A punch and judy show with John Major and Tony Blair
The dilemma is: how hard to lay into your political opponent?
It is a truth universally acknowledged that nothing excites and delights an honourable member so much as the chance to place a well aimed, steel-capped boot into the nether regions of his or her political opponent.

However high-minded, however softly-spoken, however policy-driven, few politicians can resist the temptation to shove at least some leather into their rivals' fleshy bits.

The question, of course, is when should they put the boots on and how hard should they kick?

This is the dilemma that faces the Conservative Party as Labour struggles with the controversy over secret donations. Many Conservative MPs are having trouble disguising their glee at Labour's problems.

Many know exactly what it is like, having survived the final years of Conservative government under John Major in the 1990s.

They know how tough it is to get on with the business of government when your entire focus is on fighting fires day in day out.

If the Conservative leader goes in too hard, there is a risk voters will find him shrill and unsympathetic. No one likes a bully

Each week provides new rows and new revelations and all attempts to talk about policy or legislation disappear into the wind. For most ministers, the cliche of choice is that when it rains, it pours.

If you are a literary-minded Justice Secretary like Jack Straw, you quote Shakespeare's truism that sorrows come not as "single spies, but in battalions".

Cut out for the job?

So the Tories can be forgiven for experiencing more than a little schadenfreude. But how far should they put the boot in, now that it is, so to speak, on the other foot?

Well, so far, the Conservative leader, David Cameron, has not been shy at getting well shod.
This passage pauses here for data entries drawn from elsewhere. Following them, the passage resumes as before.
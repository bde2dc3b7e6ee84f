//! Admin clean-room validation, run once at startup.
//!
//! An admin workspace can perform host-mutating operations, so nothing it
//! reads may come from an attacker-writable source. The validator rejects
//! any admin workspace whose reachable MCP-server set contains a service
//! with `public_source = true` — including undeclared services, which
//! default to true. Failure is terminal; the process must not start.

use pynchy_core::config::PynchyConfig;
use pynchy_core::types::WorkspaceProfile;
use pynchy_core::{PynchyError, Result};

/// Validate every admin workspace. Returns `Config` error naming all
/// violations when any admin workspace can reach a public source.
pub fn validate_admin_clean_room(
    config: &PynchyConfig,
    profiles: &[WorkspaceProfile],
) -> Result<()> {
    let mut violations: Vec<String> = Vec::new();

    for profile in profiles.iter().filter(|p| p.is_admin) {
        let resolved = config.resolve_workspace(&profile.folder);
        for instance in &resolved.mcp_servers {
            let trust = resolved.security.trust(instance);
            if trust.public_source.is_yes() {
                let declared = resolved.security.services.contains_key(instance);
                violations.push(format!(
                    "admin workspace '{}' reaches public-source service '{}'{}",
                    profile.folder,
                    instance,
                    if declared { "" } else { " (undeclared, defaults to public)" },
                ));
            }
        }
    }

    if violations.is_empty() {
        Ok(())
    } else {
        Err(PynchyError::Config(format!(
            "admin clean-room violation: {}",
            violations.join("; ")
        )))
    }
}

#[cfg(test)]
mod tests {
    use super::*;
    use chrono::Utc;
    use figment::providers::{Format, Toml};
    use figment::Figment;

    fn profile(folder: &str, is_admin: bool) -> WorkspaceProfile {
        WorkspaceProfile {
            jid: format!("slack:{folder}"),
            name: folder.into(),
            folder: folder.into(),
            trigger: "@pynchy".into(),
            is_admin,
            container_config: None,
            added_at: Utc::now(),
        }
    }

    fn config(toml: &str) -> PynchyConfig {
        Figment::new().merge(Toml::string(toml)).extract().unwrap()
    }

    #[test]
    fn admin_with_clean_services_passes() {
        let cfg = config(
            r#"
            [sandbox.admin]
            mcp_servers = ["github"]
            [sandbox.admin.services.github]
            public_source = false
            "#,
        );
        let profiles = vec![profile("admin", true)];
        assert!(validate_admin_clean_room(&cfg, &profiles).is_ok());
    }

    #[test]
    fn admin_with_public_source_fails() {
        let cfg = config(
            r#"
            [sandbox.admin]
            mcp_servers = ["browser"]
            [sandbox.admin.services.browser]
            public_source = true
            "#,
        );
        let profiles = vec![profile("admin", true)];
        let err = validate_admin_clean_room(&cfg, &profiles).unwrap_err();
        assert!(err.to_string().contains("browser"));
    }

    #[test]
    fn undeclared_service_defaults_to_public_and_fails() {
        let cfg = config(
            r#"
            [sandbox.admin]
            mcp_servers = ["mystery"]
            "#,
        );
        let profiles = vec![profile("admin", true)];
        let err = validate_admin_clean_room(&cfg, &profiles).unwrap_err();
        assert!(err.to_string().contains("undeclared"));
    }

    #[test]
    fn non_admin_workspaces_unconstrained() {
        let cfg = config(
            r#"
            [sandbox.dev]
            mcp_servers = ["browser"]
            "#,
        );
        let profiles = vec![profile("dev", false)];
        assert!(validate_admin_clean_room(&cfg, &profiles).is_ok());
    }
}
David Cameron, left, with Gordon Brown on Remembrance Sunday
Mr Cameron and Mr Brown at the Remembrance Sunday ceremony

At Prime Minister's Questions last Wednesday, he said Gordon Brown's explanation that he knew nothing about David Abrahams's secret donations "takes us to questions about the prime minister's own integrity". He pondered if Mr Brown was "cut out for the job".

On Thursday, Mr Cameron said the position of Mr Brown's chief fundraiser, Jon Mendelsohn was "indefensible" and he should resign. On Sunday, on the Andrew Marr show, he said Labour's position "beggars belief".

And he held a news conference to say that Labour was either "utterly dysfunctional or we are not being given the whole truth". So, Mr Cameron has not been reluctant to get stuck in.

His strategy is to help keep the "donorgate" issue in the public eye for as long as possible and avoid getting bogged down, as Labour wish, in the minutiae of party funding reform.

Poison the well

Yet there are dangers that some thoughtful Tories recognise. If the Conservative leader goes in too hard, there is a risk voters will find him shrill and unsympathetic. No one likes a bully.

Mr Cameron has worked hard to establish a reputation for being reasonable and personable and he will be reluctant to put that at risk. As the Daily Telegraph commentator, Janet Daley, said this morning: "Looking like the sadist of the lower-sixth egged on by a baying gang of henchmen is not consistent with his engaging New Conservative image."

David Cameron
Mr Cameron won't want to ruin his "engaging New Conservative image"
Furthermore, if the Tories attack too hard, they could establish a few hostages to fortune that might come back to haunt them.

Labour frequently criticise the Tories for the less than transparent financial support for the party that comes from Lord Ashcroft and groups like the Midlands Industrial Council.

On Monday morning Mr Cameron defended both but was more than ready to admit that all parties made mistakes, and that no one was perfect on this issue.

Perhaps the biggest long term risk is that the more the Tories put the boot in, the more they continue to poison the well of British politics, which is already pretty toxic. The risk is that voters will shout more loudly from the roof tops, "a plague on all your houses!".

So the Tories are looking to keep "donorgate" going, ask the right questions, and maintain the pressure on the government. But it is not a strategy without risk.